En 1970 en Madrid Juan García Hortelano, el novelista, decía que en los años 50 los narradores de su generación tuvieron que escribir una novela social para decir cosas que no se podían decir en la prensa censurada por la dictadura de Franco. Y las ideas que circulaban en aquella época tendían a presuponer que los ricos eran malos y los pobres, buenos. “Pero eso no es cierto”, decía Juan García Hortelano. “Es todo lo contrario. La novela española entonces era muy maniquea. Presentaba al burgués como un tipo infame y al obrero como a un tipo buenísimo. Me parece una de las tesis más reaccionarias que se puedan sustentar. Falsa, pero sobre todo muy reaccionaria. Porque lo que se debe contar en la novela es que el burgués es un tipo que está muy bien, y cómo no: se levanta hasta que ya no tiene sueño, tiene agua caliente todas las mañanas para bañarse. ¿Cómo no va a andar de buen humor? Es culto, inteligente y suele ser muy simpático, como toda la gente que no tiene demasiada carga de preocupaciones y está relajada y ha recibido su dosis diaria de los diferentes placeres. Lo horrendo consiste en que realmente el obrero es el que tiene mal carácter. Porque si vive sin agua, sin calefacción, de una manera miserable, sin poder aislarse con su señora en la noche porque todos están amontonados, no puede ser simpático, ni inteligente ni tierno ni bueno. Lo que hay que contar es cómo esta relación dialéctica es lo que está mal.”

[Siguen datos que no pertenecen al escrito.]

use std::collections::HashSet;
use std::fmt::Debug;
use std::sync::{Arc, PoisonError, RwLock};

use crate::domain::context::RequestContext;
use crate::domain::instance::instance::Instance;
use crate::domain::utils::id::{InstanceId, NetworkId, PortId};
use crate::error::{Error, Result};

#[derive(Debug, Clone, PartialEq, Eq)]
pub struct NetworkRequest {
    pub network_id: Option<NetworkId>,
    pub address: Option<String>,
    pub port_id: Option<PortId>,
}

/// Networks asked for at boot.
#[derive(Debug, Clone, PartialEq, Eq, Default)]
pub enum RequestedNetworks {
    /// Let the network service pick.
    #[default]
    Auto,
    /// Boot without any network.
    NoAllocate,
    Explicit(Vec<NetworkRequest>),
}

impl RequestedNetworks {
    pub fn no_allocate(&self) -> bool {
        matches!(self, RequestedNetworks::NoAllocate)
    }

    pub fn has_port_ids(&self) -> bool {
        match self {
            RequestedNetworks::Explicit(requests) => requests.iter().any(|r| r.port_id.is_some()),
            _ => false,
        }
    }
}

pub trait NetworkService: Debug + Send + Sync {
    /// Returns how many of `max_count` instances the port quota allows.
    fn validate_networks(&self, ctx: &RequestContext, requested: &RequestedNetworks, max_count: u32) -> Result<u32>;

    fn allocate_for_instance(&self, ctx: &RequestContext, instance: &Instance, requested: &RequestedNetworks) -> Result<()>;

    fn deallocate_for_instance(&self, ctx: &RequestContext, instance: &Instance) -> Result<()>;

    fn get_floating_ip_pools(&self, ctx: &RequestContext) -> Result<Vec<String>>;
}

#[derive(Debug, Default)]
struct NetworkInner {
    available_ports: Option<u32>,
    allocations: HashSet<InstanceId>,
    deallocations: Vec<InstanceId>,
    floating_ip_pools: Vec<String>,
}

/// Network backend held in process memory. `available_ports` bounds how
/// many instances `validate_networks` admits.
#[derive(Debug, Clone, Default)]
pub struct InMemoryNetworkService {
    inner: Arc<RwLock<NetworkInner>>,
}

impl InMemoryNetworkService {
    pub fn new() -> Self {
        Self::default()
    }

    pub fn with_available_ports(self, ports: u32) -> Self {
        self.inner.write().unwrap_or_else(PoisonError::into_inner).available_ports = Some(ports);
        self
    }

    pub fn with_floating_ip_pools(self, pools: Vec<String>) -> Self {
        self.inner.write().unwrap_or_else(PoisonError::into_inner).floating_ip_pools = pools;
        self
    }

    pub fn deallocations(&self) -> Vec<InstanceId> {
        self.inner.read().unwrap_or_else(PoisonError::into_inner).deallocations.clone()
    }
}

impl NetworkService for InMemoryNetworkService {
    fn validate_networks(&self, _ctx: &RequestContext, requested: &RequestedNetworks, max_count: u32) -> Result<u32> {
        if requested.has_port_ids() && max_count > 1 {
            return Err(Error::InvalidRequest(
                "Unable to launch multiple instances with a single configured port ID.".to_string(),
            ));
        }

        let ports_per_instance = match requested {
            RequestedNetworks::NoAllocate => return Ok(max_count),
            RequestedNetworks::Auto => 1,
            RequestedNetworks::Explicit(requests) => requests.iter().filter(|r| r.port_id.is_none()).count().max(1) as u32,
        };

        let guard = self.inner.read().unwrap_or_else(PoisonError::into_inner);
        Ok(match guard.available_ports {
            Some(ports) => max_count.min(ports / ports_per_instance),
            None => max_count,
        })
    }

    fn allocate_for_instance(&self, _ctx: &RequestContext, instance: &Instance, requested: &RequestedNetworks) -> Result<()> {
        if requested.no_allocate() {
            return Ok(());
        }
        self.inner.write().unwrap_or_else(PoisonError::into_inner).allocations.insert(instance.uuid.clone());
        Ok(())
    }

    fn deallocate_for_instance(&self, _ctx: &RequestContext, instance: &Instance) -> Result<()> {
        let mut guard = self.inner.write().unwrap_or_else(PoisonError::into_inner);
        guard.allocations.remove(&instance.uuid);
        guard.deallocations.push(instance.uuid.clone());
        Ok(())
    }

    fn get_floating_ip_pools(&self, _ctx: &RequestContext) -> Result<Vec<String>> {
        Ok(self.inner.read().unwrap_or_else(PoisonError::into_inner).floating_ip_pools.clone())
    }
}

#[cfg(test)]
mod tests {
    use super::*;

    fn ctx() -> RequestContext {
        RequestContext::new("p1", "u1")
    }

    #[test]
    fn port_budget_bounds_instance_count() {
        let network = InMemoryNetworkService::new().with_available_ports(3);
        assert_eq!(network.validate_networks(&ctx(), &RequestedNetworks::Auto, 5).unwrap(), 3);
        assert_eq!(network.validate_networks(&ctx(), &RequestedNetworks::NoAllocate, 5).unwrap(), 5);
    }

    #[test]
    fn single_port_cannot_serve_many_instances() {
        let request = RequestedNetworks::Explicit(vec![NetworkRequest {
            network_id: None,
            address: None,
            port_id: Some(PortId::new("port-1")),
        }]);
        assert!(InMemoryNetworkService::new().validate_networks(&ctx(), &request, 2).is_err());
    }
}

Ahora, en cosa de dos o tres décadas, el discurso sobre los ricos —así proceda sin juicios ni resentimientos del pensamiento literario— ha cambiado. La palabra burgués ha caído en desuso. No se oye hablar ya de lucha de clases. Los recuentos anuales de revistas como Forbes o Fortune sobre las riquezas individuales —algunas de ellas mexicanas— despiertan el natural asombro, pero el estudio de las fortunas legales ni siquiera despierta la curiosidad de los institutos de investigaciones sociales ni el escrutinio de los periodistas críticos.
Tal vez se está imponiendo la moral del capitalismo o una discreta tolerancia. Finalmente la fortuna personal no garantiza la felicidad. Todos sufrimos y la vida es breve. A lo más que se puede llegar es a cuestionar un tipo de riqueza individual súbita, creada de la noche a la mañana, de un sexenio a otro, pero sólo cuando su legitimidad está en entredicho y afecta a terceros, es decir, al bien común.
A la mejor Fitzgerald estaba equivocado y los ricos no son tan diferentes. Habría que juzgar por individuo y no por clase: ver si han acumulado su riqueza sin explotar a nadie y sin el apoyo de presidentes y secretarios de Estado y gobernadores que están en el poder sobre todo para hacer negocios con sus amigos, privatizando industrias y servicios, transfiriéndose empresas telefónicas y monopólicas, dispensándose quiebras bancarias, en fin, disfrutando de su testaferretería.